Create the stack and wait for CloudFormation to:

  • Create an IAM role that worker nodes will consume.
  • Create an AutoScalingGroup with a new Launch Template.
  • Create a security group that the worker nodes will use.
  • Modify given cluster security group to allow communication between control plane and worker nodes.

After the stack has finished creating, continue with the enable nodes to join your cluster section to complete the setup of the node group.

Add extra EBS volumes

In case you have used an EBS-only instance type for the node group, you will have to attach an extra EBS volume for Rok to use as local storage. To do that, you have to edit the Launch template that the underlying ASG is using. This is similar to what we do for EKS Upgrade. Specifically:

  1. Go to https://console.aws.amazon.com/ec2autoscaling/.

  2. Find the ASG associated with our node group.

  3. Edit its Launch template.

    ../../../_images/asg-edit-lt.png
  4. Create a new launch template version.

    ../../../_images/lt-new-version.png
  5. In the Storage (volumes) section click on Add new volume.

    ../../../_images/lt-add-new-volume.png
  6. Specify the specs of the extra EBS volume:

    • Size: 500 GiB
    • Device name: /dev/sdf
    • Volume type: gp2
    ../../../_images/lt-extra-ebs-volume.png
  7. Create the new template version.

    ../../../_images/lt-new-version-success.png
  8. Go back to the Launch template section of the ASG, refresh the drop down menu with the versions and select the newly created one.

    ../../../_images/asg-update-lt-version.png

From now on, all newly created instances will have an extra EBS disk.
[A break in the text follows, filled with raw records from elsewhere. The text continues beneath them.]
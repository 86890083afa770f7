pub mod source_map;
pub use source_map::SourceMap;

/// Byte range within a textual program.
#[derive(Debug, Clone, Copy, PartialEq, Eq, Default)]
pub struct Span {
    pub start: usize,
    pub end: usize,
}

impl Span {
    pub const UNKNOWN: Span = Span { start: 0, end: 0 };

    /// Width in bytes; a reversed span is empty.
    pub fn len(self) -> usize {
        self.end.saturating_sub(self.start)
    }

    pub fn is_empty(self) -> bool {
        self.len() == 0
    }

    pub fn merge(self, other: Span) -> Span {
        Span {
            start: self.start.min(other.start),
            end: self.end.max(other.end),
        }
    }
}

impl From<std::ops::Range<usize>> for Span {
    fn from(range: std::ops::Range<usize>) -> Self {
        Span { start: range.start, end: range.end }
    }
}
To replace the existing instances start an instance refresh operation by specifying zero for Minimum healthy percentage so that all instances are replaced at the same time.

Verify

  1. Verify that EC2 instances have been created:

    $ aws ec2 describe-instances \
    >     --filters Name=tag-key,Values=kubernetes.io/cluster/$CLUSTERNAME
    
  2. Verify that Kubernetes nodes have appeared:

    $ kubectl get nodes
    NAME                                         STATUS   ROLES    AGE    VERSION
    ip-172-31-0-86.us-west-2.compute.internal    Ready    <none>   8m2s   v1.16.13-eks-2ba88
    ip-172-31-24-96.us-west-2.compute.internal   Ready    <none>   8m4s   v1.16.13-eks-2ba88
    

(Optional) Share EKS cluster

In case you wish to allow other users to access your EKS cluster, you need to:

  1. Edit the kube-system/aws-auth ConfigMap and add an entry for each user you wish to grant access:

    mapUsers: |
       - userarn: arn:aws:iam::<account_id>:user/<username>
         username: <username>
         groups:
           - system:masters
    
  2. Make sure additional users have sufficient permissions on EKS resources (see https://docs.aws.amazon.com/eks/latest/userguide/security_iam_id-based-policy-examples.html).

    Note

    For example, create a new group with the corresponding policy, e.g., AmazonEKSAdminPolicy and add the user to this group (see https://github.com/kubernetes-sigs/aws-iam-authenticator/issues/174#issuecomment-476442197)

  3. Have the user follow the Configure AWS guide so that they can access AWS resources with aws.

  4. Have the user follow the Access EKS Cluster guide so that they can access Kubernetes with kubectl.

    Important

    In case the Kubernetes API server is firewalled the user needs to make sure they are connecting from a trusted source, e.g., via a trusted VPN.